#### RECORDS FOR THE EXERCISE ####

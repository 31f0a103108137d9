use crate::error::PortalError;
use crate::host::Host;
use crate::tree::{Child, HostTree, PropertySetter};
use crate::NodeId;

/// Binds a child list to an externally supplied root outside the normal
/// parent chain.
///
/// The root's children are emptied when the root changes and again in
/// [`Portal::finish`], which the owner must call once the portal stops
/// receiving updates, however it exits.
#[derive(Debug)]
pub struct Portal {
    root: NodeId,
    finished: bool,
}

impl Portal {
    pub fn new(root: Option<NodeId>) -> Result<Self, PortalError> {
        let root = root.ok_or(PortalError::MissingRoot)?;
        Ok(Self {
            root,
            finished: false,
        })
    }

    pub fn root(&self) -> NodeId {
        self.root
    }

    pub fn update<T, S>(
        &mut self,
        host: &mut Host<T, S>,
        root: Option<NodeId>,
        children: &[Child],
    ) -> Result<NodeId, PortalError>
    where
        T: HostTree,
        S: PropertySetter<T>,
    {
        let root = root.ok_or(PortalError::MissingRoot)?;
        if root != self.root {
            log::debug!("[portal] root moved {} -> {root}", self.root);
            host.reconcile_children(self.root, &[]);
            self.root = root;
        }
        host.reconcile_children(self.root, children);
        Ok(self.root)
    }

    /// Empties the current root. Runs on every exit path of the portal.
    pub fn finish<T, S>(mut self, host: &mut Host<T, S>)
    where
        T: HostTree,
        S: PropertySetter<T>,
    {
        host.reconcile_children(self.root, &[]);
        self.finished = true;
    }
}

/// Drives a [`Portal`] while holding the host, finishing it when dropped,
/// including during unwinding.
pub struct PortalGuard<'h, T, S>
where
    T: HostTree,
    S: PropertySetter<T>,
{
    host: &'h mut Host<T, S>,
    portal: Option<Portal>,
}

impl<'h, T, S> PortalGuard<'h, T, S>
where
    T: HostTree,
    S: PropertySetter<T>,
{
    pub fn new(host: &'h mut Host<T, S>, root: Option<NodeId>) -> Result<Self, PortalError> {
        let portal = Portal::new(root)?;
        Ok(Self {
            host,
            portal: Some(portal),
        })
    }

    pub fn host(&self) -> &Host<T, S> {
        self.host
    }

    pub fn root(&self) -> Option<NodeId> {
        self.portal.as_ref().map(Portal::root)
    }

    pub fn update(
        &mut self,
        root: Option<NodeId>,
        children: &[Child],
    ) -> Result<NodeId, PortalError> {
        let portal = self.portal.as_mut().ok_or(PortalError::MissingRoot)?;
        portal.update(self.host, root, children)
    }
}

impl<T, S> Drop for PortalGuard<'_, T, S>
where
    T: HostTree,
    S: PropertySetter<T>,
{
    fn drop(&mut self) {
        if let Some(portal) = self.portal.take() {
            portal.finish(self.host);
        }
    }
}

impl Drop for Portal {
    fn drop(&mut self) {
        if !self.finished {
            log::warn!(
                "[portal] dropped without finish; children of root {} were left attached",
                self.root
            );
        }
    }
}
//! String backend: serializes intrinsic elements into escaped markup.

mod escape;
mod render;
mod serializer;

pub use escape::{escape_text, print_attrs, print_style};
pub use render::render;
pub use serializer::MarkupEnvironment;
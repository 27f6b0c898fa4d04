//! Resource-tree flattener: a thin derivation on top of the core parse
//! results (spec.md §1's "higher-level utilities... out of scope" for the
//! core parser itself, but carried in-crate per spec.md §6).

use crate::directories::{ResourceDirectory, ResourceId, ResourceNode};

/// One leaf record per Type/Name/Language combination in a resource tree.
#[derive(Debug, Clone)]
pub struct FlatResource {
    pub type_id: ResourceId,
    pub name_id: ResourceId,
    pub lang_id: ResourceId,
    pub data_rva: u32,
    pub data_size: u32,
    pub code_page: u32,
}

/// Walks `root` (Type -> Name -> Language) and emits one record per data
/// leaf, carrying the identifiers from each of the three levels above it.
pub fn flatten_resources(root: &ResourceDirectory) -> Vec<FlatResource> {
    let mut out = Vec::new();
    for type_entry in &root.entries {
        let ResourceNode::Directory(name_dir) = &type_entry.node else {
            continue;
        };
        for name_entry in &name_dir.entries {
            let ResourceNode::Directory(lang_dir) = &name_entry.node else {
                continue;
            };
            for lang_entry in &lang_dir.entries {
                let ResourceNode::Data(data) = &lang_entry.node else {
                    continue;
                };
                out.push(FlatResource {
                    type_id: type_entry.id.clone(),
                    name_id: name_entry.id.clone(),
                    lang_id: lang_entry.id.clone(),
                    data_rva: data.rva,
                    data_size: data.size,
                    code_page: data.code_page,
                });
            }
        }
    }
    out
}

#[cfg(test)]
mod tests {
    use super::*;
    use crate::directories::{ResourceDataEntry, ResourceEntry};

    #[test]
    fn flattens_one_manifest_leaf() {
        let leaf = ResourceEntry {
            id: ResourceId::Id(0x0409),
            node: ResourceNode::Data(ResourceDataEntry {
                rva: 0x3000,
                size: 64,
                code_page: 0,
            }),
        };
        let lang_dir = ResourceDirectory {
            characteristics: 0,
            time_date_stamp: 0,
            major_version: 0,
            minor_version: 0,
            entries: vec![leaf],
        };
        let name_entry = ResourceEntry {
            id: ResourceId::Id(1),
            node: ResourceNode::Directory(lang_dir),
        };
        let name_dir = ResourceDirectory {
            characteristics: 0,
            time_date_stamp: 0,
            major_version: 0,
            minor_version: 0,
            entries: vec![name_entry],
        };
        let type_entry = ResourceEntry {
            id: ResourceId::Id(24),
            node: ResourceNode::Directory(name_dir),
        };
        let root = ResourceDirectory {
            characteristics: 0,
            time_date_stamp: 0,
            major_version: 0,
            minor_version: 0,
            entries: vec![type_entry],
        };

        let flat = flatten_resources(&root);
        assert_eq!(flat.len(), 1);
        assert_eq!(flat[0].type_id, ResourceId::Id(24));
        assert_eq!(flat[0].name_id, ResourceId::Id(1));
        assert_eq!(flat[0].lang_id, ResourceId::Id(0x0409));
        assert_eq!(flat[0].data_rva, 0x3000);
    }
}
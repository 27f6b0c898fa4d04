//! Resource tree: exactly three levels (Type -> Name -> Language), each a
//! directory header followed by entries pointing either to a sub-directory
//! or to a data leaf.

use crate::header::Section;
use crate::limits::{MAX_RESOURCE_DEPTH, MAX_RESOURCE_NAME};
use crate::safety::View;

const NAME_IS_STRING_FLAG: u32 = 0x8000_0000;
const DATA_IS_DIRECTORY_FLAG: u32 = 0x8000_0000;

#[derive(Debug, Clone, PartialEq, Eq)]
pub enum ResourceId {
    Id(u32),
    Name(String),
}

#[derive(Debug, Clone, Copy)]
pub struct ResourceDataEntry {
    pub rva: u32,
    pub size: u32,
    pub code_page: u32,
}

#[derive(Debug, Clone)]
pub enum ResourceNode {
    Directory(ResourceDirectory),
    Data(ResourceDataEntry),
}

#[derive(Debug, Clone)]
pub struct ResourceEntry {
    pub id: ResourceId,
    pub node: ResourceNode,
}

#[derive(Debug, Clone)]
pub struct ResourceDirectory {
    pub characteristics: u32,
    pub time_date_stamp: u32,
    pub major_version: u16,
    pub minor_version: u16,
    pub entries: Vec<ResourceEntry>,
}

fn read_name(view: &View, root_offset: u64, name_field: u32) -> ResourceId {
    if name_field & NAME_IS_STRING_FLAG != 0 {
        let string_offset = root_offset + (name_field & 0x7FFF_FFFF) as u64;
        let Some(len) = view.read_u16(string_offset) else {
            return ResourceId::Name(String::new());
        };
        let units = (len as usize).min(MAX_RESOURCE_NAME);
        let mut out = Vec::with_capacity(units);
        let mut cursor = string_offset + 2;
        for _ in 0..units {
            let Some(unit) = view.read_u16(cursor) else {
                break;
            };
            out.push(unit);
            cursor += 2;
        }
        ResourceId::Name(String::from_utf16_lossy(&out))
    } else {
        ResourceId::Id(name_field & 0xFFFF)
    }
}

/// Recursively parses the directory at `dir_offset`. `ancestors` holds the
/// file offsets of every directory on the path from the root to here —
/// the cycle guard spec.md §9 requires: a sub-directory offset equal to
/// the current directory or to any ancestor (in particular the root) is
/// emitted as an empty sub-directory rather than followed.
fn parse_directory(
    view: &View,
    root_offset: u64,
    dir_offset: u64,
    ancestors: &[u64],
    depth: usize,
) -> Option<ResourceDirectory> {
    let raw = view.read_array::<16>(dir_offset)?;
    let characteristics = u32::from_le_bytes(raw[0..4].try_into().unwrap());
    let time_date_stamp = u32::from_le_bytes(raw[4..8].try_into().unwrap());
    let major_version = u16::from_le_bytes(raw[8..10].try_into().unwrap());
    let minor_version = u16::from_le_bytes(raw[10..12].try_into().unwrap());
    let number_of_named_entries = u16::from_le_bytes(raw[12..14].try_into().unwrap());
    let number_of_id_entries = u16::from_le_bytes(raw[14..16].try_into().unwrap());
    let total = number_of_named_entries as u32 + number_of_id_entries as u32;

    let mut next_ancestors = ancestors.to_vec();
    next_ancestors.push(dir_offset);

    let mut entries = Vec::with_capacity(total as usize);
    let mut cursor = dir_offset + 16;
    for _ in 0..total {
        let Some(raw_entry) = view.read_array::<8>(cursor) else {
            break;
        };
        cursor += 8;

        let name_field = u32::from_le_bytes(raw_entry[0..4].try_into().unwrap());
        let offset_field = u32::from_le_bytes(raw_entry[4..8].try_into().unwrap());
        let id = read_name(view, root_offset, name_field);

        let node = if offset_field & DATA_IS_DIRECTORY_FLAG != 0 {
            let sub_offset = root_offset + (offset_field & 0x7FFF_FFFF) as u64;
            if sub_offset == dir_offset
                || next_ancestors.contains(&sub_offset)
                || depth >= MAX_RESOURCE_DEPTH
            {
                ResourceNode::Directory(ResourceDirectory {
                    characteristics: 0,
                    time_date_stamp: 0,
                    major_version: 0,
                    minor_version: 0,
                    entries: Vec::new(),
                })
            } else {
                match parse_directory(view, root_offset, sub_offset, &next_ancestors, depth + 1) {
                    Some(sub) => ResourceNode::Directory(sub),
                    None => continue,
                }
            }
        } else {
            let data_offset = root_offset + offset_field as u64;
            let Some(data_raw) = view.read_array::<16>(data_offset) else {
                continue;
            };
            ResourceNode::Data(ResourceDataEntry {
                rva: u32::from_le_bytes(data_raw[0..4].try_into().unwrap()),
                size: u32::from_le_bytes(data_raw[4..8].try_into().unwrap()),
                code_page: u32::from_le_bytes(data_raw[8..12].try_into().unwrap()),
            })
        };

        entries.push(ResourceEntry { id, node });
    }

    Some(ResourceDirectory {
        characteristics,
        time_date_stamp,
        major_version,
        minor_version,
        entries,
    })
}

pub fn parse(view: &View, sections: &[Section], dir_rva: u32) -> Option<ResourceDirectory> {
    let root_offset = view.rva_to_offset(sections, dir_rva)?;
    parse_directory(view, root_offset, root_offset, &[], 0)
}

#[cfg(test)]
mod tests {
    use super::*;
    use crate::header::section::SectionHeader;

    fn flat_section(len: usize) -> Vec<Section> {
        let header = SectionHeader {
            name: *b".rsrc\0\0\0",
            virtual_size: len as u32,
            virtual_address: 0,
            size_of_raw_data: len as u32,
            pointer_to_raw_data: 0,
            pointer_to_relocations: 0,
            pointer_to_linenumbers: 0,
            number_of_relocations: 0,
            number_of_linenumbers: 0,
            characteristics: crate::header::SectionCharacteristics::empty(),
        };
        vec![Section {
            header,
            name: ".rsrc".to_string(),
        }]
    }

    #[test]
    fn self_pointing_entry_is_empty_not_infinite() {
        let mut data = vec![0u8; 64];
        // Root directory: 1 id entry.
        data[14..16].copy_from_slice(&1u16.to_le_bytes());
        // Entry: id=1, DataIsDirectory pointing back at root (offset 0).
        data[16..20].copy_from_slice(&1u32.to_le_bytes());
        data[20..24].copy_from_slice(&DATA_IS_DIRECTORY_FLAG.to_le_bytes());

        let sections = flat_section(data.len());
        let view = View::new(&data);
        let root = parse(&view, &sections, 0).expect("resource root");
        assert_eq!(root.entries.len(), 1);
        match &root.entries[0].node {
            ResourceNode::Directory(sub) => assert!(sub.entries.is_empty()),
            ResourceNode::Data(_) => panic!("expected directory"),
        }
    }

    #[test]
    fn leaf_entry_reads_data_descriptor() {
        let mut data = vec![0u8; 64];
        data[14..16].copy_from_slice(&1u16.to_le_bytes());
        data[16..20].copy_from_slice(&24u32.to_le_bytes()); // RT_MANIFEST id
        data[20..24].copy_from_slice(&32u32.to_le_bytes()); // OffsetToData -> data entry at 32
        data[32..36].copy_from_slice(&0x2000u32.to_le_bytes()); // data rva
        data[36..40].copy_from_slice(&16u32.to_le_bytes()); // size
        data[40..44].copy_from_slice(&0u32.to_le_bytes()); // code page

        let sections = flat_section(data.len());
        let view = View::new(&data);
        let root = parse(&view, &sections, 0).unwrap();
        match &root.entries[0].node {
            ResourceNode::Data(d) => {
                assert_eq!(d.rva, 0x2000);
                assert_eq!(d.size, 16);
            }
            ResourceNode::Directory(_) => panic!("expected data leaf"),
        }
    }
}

####

EXERCISE DETAILS: Your answer should be the lines above, from the line containing "impl<T, S> Drop for PortalGuard<'_, T, S>" up to and including the line containing "impl Drop for", reproduced exactly and with nothing else.

ANSWER TO THIS PROBLEM:
impl<T, S> Drop for PortalGuard<'_, T, S>
where
    T: HostTree,
    S: PropertySetter<T>,
{
    fn drop(&mut self) {
        if let Some(portal) = self.portal.take() {
            portal.finish(self.host);
        }
    }
}

impl Drop for Portal {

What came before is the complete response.